[Collected data]

┌────────

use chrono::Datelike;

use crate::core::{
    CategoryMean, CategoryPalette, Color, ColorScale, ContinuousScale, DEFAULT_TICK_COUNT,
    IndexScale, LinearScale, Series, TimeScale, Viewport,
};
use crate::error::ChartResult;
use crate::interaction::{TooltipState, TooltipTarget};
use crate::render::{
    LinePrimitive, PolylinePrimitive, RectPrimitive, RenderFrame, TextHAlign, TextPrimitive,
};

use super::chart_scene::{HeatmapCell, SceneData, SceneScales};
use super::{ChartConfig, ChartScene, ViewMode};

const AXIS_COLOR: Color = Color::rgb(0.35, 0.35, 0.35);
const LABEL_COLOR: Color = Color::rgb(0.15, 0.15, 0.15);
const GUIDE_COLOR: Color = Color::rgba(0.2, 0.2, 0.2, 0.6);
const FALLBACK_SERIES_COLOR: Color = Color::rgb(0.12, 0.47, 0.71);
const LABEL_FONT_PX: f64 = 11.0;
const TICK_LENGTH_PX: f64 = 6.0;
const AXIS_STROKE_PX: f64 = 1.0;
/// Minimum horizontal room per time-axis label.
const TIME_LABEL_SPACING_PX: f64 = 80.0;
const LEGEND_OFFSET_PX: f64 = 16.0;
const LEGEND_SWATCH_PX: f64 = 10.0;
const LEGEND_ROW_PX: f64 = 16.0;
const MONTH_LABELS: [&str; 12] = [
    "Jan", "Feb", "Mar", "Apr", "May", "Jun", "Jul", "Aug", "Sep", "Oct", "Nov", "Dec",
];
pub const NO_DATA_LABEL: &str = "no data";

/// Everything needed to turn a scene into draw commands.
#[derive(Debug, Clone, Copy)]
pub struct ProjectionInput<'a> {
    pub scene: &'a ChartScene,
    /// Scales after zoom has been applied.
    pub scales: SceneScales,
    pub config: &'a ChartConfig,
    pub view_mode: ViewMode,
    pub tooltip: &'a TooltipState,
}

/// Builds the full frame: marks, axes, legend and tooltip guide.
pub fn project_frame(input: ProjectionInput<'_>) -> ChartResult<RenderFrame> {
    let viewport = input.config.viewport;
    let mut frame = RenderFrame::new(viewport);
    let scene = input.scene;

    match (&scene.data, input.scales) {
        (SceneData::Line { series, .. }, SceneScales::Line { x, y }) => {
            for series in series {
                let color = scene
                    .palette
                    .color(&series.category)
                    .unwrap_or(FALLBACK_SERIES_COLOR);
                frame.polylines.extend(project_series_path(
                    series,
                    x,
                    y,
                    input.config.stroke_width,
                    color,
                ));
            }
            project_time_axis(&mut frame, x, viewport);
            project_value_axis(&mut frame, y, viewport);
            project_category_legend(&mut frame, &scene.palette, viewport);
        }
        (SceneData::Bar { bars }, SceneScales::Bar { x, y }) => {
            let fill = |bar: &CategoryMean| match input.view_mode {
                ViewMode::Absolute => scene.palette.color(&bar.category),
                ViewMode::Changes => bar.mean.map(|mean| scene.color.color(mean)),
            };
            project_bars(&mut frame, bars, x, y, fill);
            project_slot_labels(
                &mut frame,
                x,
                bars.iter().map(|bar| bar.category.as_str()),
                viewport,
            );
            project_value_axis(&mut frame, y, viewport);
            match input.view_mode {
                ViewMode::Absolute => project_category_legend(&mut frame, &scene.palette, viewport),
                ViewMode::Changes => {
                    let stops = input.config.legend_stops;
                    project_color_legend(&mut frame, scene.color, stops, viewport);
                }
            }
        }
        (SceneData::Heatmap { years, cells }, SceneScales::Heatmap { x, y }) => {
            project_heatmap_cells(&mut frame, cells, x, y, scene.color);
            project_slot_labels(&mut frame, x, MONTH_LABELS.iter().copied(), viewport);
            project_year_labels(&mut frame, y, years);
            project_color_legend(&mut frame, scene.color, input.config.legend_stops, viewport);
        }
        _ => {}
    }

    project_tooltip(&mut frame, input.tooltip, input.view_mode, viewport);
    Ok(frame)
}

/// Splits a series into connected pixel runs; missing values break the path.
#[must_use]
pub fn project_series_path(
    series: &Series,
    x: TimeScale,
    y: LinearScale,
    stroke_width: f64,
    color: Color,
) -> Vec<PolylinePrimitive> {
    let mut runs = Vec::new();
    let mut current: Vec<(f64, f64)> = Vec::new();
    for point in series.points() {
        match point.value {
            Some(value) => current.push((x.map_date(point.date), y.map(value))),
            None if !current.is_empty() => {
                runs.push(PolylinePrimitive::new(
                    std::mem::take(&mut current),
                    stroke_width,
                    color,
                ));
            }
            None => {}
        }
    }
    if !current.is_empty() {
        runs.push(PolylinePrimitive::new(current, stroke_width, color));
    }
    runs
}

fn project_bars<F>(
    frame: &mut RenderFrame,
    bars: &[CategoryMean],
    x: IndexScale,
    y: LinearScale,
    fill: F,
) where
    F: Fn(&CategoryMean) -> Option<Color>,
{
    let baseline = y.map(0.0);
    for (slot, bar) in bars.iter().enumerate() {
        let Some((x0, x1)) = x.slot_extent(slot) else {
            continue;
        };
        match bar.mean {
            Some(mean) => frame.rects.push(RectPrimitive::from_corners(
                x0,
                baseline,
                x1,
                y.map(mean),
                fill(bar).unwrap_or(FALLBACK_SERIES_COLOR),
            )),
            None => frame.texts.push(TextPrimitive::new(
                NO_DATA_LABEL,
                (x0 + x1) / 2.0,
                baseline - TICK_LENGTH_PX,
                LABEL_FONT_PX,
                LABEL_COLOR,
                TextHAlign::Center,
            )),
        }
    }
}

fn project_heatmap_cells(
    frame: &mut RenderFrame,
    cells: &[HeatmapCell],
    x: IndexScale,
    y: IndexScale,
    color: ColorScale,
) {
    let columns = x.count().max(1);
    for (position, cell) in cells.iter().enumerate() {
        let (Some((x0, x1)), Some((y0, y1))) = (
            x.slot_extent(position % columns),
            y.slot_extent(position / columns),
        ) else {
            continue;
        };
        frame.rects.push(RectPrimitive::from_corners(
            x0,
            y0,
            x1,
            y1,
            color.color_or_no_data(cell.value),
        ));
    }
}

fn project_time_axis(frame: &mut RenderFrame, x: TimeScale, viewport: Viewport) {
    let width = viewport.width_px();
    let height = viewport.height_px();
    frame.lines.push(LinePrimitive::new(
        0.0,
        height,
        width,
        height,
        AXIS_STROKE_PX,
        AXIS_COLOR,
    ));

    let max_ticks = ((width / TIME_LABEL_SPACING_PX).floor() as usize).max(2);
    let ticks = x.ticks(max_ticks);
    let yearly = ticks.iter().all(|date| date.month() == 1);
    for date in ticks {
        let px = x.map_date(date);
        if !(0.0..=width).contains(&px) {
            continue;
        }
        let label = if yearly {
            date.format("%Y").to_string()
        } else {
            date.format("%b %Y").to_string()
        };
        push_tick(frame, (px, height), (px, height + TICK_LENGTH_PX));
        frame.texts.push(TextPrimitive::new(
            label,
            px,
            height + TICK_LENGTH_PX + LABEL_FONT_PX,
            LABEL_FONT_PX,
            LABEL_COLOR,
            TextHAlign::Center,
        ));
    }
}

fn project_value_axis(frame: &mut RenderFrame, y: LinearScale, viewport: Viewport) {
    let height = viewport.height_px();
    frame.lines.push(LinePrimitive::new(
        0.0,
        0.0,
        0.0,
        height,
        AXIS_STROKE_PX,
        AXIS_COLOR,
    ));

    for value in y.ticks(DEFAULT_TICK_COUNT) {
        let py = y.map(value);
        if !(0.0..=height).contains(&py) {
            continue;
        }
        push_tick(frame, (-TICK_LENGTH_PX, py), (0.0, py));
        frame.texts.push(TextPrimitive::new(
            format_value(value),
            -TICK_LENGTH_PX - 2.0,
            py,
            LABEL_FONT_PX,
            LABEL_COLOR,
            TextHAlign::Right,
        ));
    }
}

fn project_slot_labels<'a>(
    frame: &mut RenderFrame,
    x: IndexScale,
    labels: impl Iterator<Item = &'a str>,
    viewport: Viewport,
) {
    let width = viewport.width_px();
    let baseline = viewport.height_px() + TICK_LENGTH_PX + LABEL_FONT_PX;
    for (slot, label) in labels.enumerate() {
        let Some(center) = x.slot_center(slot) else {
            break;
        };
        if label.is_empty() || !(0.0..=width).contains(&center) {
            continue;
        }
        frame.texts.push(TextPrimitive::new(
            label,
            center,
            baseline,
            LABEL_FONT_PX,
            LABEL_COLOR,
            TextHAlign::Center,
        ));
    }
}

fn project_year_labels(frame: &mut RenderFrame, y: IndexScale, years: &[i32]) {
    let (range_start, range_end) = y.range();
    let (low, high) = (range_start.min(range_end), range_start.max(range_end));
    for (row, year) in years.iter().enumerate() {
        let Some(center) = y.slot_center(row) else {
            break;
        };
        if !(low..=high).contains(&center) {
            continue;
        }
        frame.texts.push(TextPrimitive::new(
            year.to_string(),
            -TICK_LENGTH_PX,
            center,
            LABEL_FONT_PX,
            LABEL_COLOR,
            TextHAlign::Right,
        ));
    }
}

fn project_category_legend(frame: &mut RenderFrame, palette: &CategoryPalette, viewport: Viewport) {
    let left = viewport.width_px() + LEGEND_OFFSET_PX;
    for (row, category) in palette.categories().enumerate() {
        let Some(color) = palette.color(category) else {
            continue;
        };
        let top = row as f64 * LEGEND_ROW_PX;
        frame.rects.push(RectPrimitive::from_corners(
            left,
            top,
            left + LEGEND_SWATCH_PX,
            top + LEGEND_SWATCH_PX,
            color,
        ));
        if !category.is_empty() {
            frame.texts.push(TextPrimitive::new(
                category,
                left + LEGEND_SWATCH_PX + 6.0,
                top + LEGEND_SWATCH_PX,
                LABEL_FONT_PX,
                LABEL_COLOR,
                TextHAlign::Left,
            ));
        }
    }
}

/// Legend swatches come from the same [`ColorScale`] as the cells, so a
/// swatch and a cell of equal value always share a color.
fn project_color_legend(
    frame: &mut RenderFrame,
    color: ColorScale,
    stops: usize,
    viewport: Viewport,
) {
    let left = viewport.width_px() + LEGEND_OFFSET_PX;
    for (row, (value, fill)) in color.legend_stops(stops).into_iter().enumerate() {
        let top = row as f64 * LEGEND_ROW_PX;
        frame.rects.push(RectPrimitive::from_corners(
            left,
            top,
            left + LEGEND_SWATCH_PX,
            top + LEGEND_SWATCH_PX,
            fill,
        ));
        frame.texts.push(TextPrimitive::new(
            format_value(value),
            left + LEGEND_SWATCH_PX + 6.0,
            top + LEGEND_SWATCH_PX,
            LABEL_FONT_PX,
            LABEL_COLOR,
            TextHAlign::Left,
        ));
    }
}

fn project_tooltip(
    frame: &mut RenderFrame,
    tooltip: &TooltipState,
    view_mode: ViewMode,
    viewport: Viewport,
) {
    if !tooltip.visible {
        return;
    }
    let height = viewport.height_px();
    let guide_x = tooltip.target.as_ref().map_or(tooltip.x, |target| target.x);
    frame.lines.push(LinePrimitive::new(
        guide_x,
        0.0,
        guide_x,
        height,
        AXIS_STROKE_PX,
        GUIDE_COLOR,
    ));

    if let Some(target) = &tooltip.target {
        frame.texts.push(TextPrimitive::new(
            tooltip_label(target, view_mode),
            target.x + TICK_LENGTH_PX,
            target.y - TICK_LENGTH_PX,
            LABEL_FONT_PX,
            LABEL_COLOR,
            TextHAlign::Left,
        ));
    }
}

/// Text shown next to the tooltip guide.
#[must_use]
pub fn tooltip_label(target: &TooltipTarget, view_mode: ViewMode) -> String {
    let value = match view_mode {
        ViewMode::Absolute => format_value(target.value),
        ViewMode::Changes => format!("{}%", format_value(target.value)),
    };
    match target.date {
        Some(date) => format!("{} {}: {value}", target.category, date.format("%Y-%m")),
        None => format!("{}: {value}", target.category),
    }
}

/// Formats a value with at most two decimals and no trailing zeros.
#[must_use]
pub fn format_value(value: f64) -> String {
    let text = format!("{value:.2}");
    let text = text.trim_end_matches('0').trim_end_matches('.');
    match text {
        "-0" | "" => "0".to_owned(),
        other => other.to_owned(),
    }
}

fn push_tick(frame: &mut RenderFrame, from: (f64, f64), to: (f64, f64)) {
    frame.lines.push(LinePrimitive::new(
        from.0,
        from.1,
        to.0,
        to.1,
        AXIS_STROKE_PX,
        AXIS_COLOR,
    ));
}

└────────

Exercise directions: Once you have read through the entries, say how many of their lines include the string "current" and give nothing but that number.

Exercise result: 6